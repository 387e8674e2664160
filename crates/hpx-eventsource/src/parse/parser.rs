//! Chunk-boundary independent record splitter.

use bytes::{Buf, BytesMut};
use memchr::memmem::Finder;
use tracing::debug;

use super::{constants::RECORD_DELIMITER, message::Message};

/// Incremental parser that turns arbitrarily sized byte chunks into records.
///
/// The internal buffer only ever holds the bytes after the last complete
/// delimiter seen so far. Feeding a stream in one call or split at any byte
/// positions produces the same ordered sequence of records.
#[derive(Debug, Clone)]
pub struct EventSourceParser {
    buffer: BytesMut,
    finder: Finder<'static>,
}

impl Default for EventSourceParser {
    fn default() -> Self {
        Self::new()
    }
}

impl EventSourceParser {
    /// Create a parser with an empty buffer.
    pub fn new() -> Self {
        Self {
            buffer: BytesMut::new(),
            finder: Finder::new(RECORD_DELIMITER),
        }
    }

    /// Append `chunk` and return every record completed by it.
    ///
    /// A record is the text between two delimiters. Spans that are not valid
    /// UTF-8 are skipped; the parser carries on with the next span.
    pub fn feed(&mut self, chunk: &[u8]) -> Vec<String> {
        if chunk.is_empty() {
            return Vec::new();
        }

        // The buffer never contains a full delimiter, but its last byte may be
        // the first half of one.
        let mut search_from = self
            .buffer
            .len()
            .saturating_sub(RECORD_DELIMITER.len() - 1);
        self.buffer.extend_from_slice(chunk);

        let mut records = Vec::new();
        let mut record_start = 0;
        while let Some(offset) = self.finder.find(&self.buffer[search_from..]) {
            let record_end = search_from + offset;
            match std::str::from_utf8(&self.buffer[record_start..record_end]) {
                Ok(record) => records.push(record.to_owned()),
                Err(error) => debug!(
                    len = record_end - record_start,
                    error = %error,
                    "Dropping event stream record with invalid UTF-8"
                ),
            }
            record_start = record_end + RECORD_DELIMITER.len();
            search_from = record_start;
        }

        self.buffer.advance(record_start);
        records
    }

    /// Append `chunk` and return the messages of every record completed by it.
    pub fn parse(&mut self, chunk: &[u8]) -> Vec<Message> {
        self.feed(chunk)
            .iter()
            .map(|record| Message::parse(record))
            .collect()
    }

    /// Number of bytes waiting for a delimiter.
    pub fn buffered_len(&self) -> usize {
        self.buffer.len()
    }

    /// The bytes waiting for a delimiter.
    pub fn buffered(&self) -> &[u8] {
        &self.buffer
    }

    /// Drop any partially received record.
    pub fn reset(&mut self) {
        self.buffer.clear();
    }
}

◆ ◆ ◆ ◆

TASK STATEMENT =>
Everything from the line with "are not valid" through the line with "of every record completed by it." in the listing above must be retyped exactly, with nothing added.

OUTPUT OF THE EXERCISE =>
    /// A record is the text between two delimiters. Spans that are not valid
    /// UTF-8 are skipped; the parser carries on with the next span.
    pub fn feed(&mut self, chunk: &[u8]) -> Vec<String> {
        if chunk.is_empty() {
            return Vec::new();
        }

        // The buffer never contains a full delimiter, but its last byte may be
        // the first half of one.
        let mut search_from = self
            .buffer
            .len()
            .saturating_sub(RECORD_DELIMITER.len() - 1);
        self.buffer.extend_from_slice(chunk);

        let mut records = Vec::new();
        let mut record_start = 0;
        while let Some(offset) = self.finder.find(&self.buffer[search_from..]) {
            let record_end = search_from + offset;
            match std::str::from_utf8(&self.buffer[record_start..record_end]) {
                Ok(record) => records.push(record.to_owned()),
                Err(error) => debug!(
                    len = record_end - record_start,
                    error = %error,
                    "Dropping event stream record with invalid UTF-8"
                ),
            }
            record_start = record_end + RECORD_DELIMITER.len();
            search_from = record_start;
        }

        self.buffer.advance(record_start);
        records
    }

    /// Append `chunk` and return the messages of every record completed by it.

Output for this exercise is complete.